O fundador e ex-presidente da Reag Investimentos, João Carlos Mansur, negou qualquer associação da gestora de fundos financeiros com a lavagem de dinheiro do Primeiro Comando da Capital (PCC). Mansur compareceu à sessão da Comissão Parlamentar de Inquérito (CPI) do Crime Organizado do Senado nesta quarta-feira (11).
Durante a sessão, Mansur afirmou que, no procedimento da operação Carbono Oculto da Polícia Federal, que conta com 15 mil páginas, não há menção à associação da Reag com o PCC ou com o crime organizado.
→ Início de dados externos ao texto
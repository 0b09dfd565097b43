//! Decoding of assembled responses into tank readings.
//!
//! [`DecodePipeline`] is the seam between correlation and decoding: the
//! decoder session hands every completed [`AssembledPayload`] to a pipeline
//! and never depends on a concrete implementation. [`TankDecodePipeline`] is
//! the production pipeline; tests substitute their own.
//!
//! The production stages are byte stuffing ([`cobs`]), the checksum trailer
//! ([`crc`]), the command response header ([`command`]), the optional
//! record cipher ([`tea`]), and the status record itself ([`tank_status`]).

pub mod cobs;
pub mod command;
pub mod crc;
mod error;
mod pipeline;
pub mod tank_status;
pub mod tea;

pub use error::DecodeError;
pub use pipeline::TankDecodePipeline;

use crate::{assembler::AssembledPayload, envelope::QueryId};

/// Tank level decoded from a completed response.
#[derive(Clone, Copy, Debug, PartialEq, Eq, Hash)]
pub struct DecodedReading {
    /// Identifier of the response the reading came from.
    pub query_id: QueryId,
    /// Device table the sensor belongs to.
    pub table_id: u8,
    /// Sensor position derived from the query identifier.
    pub device_index: u8,
    /// Fill level, 0 to 100.
    pub level_percent: u8,
}

/// Turns an assembled payload into a reading.
pub trait DecodePipeline: Send + Sync {
    /// Decode the payload collected for `query_id`.
    ///
    /// # Errors
    ///
    /// Returns a [`DecodeError`] when the payload cannot be de-framed or
    /// parsed. Failures are never fatal to the session.
    fn decode(
        &self,
        query_id: QueryId,
        payload: &AssembledPayload,
    ) -> Result<DecodedReading, DecodeError>;
}

impl<P: DecodePipeline + ?Sized> DecodePipeline for Box<P> {
    fn decode(
        &self,
        query_id: QueryId,
        payload: &AssembledPayload,
    ) -> Result<DecodedReading, DecodeError> {
        (**self).decode(query_id, payload)
    }
}

impl<P: DecodePipeline + ?Sized> DecodePipeline for std::sync::Arc<P> {
    fn decode(
        &self,
        query_id: QueryId,
        payload: &AssembledPayload,
    ) -> Result<DecodedReading, DecodeError> {
        (**self).decode(query_id, payload)
    }
}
O presidente da CPI, senador Fabiano Contarato (PT-ES), questionou o motivo da empresa ter sido alvo das operações da PF, mas Mansur preferiu não opinar.
Além da Carbono Oculto, a Reag Investimentos é investigada na operação Compliance Zero, que apura fraudes do Banco Master, e na operação Quasar, que investiga lavagem de dinheiro para facções criminosas. Em janeiro, a Reag foi liquidada pelo Banco Central por suspeitas de envolvimento com fraudes estimadas em até R$ 50 bilhões.
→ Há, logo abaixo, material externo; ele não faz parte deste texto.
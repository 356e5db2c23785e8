//! Subburn - burn transcript-derived subtitles into uploaded videos.
//!
//! Hexagonal Architecture:
//! - domain/: Pure business logic (subtitle synthesis, jobs, client events)
//! - ports/: Trait definitions (transcoding engine, artifact store)
//! - adapters/: Concrete implementations (ffmpeg, filesystem, HTTP, sessions)
//! - application/: The job runner tying ports together
//! - config: Environment configuration

pub mod adapters;
pub mod application;
pub mod config;
pub mod domain;
pub mod ports;

// Re-exports for convenience
pub use adapters::local::{FfmpegEngine, FsAdapter, SessionRegistry};
pub use application::runner::{JobHandle, JobRunner, RunnerSettings};
pub use config::AppConfig;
A Reag, que administrava 700 fundos totalizando R$ 300 bilhões, é suspeita de criar empresas de fachada em um esquema com o banqueiro Daniel Vorcaro. Mansur declarou que a Reag sempre foi auditada por empresas internacionais e mantinha estruturas de governança de uma empresa de capital aberto.
Ainda nesta quarta-feira, a CPI aprovou mais de 20 requerimentos com quebras de sigilos e convocações relacionadas ao braço financeiro do PCC na Faria Lima e ao grupo de Daniel Vorcaro. O presidente da Comissão destacou que a operação Carbono Oculto identificou 42 escritórios na Avenida Faria Lima ligados ao crime organizado.
O relator da CPI, senador Alessandro Vieira (MDB-SE), lamentou que Mansur se recusou a responder perguntas, limitando-se a pequenos comentários sobre a Reag como empresa.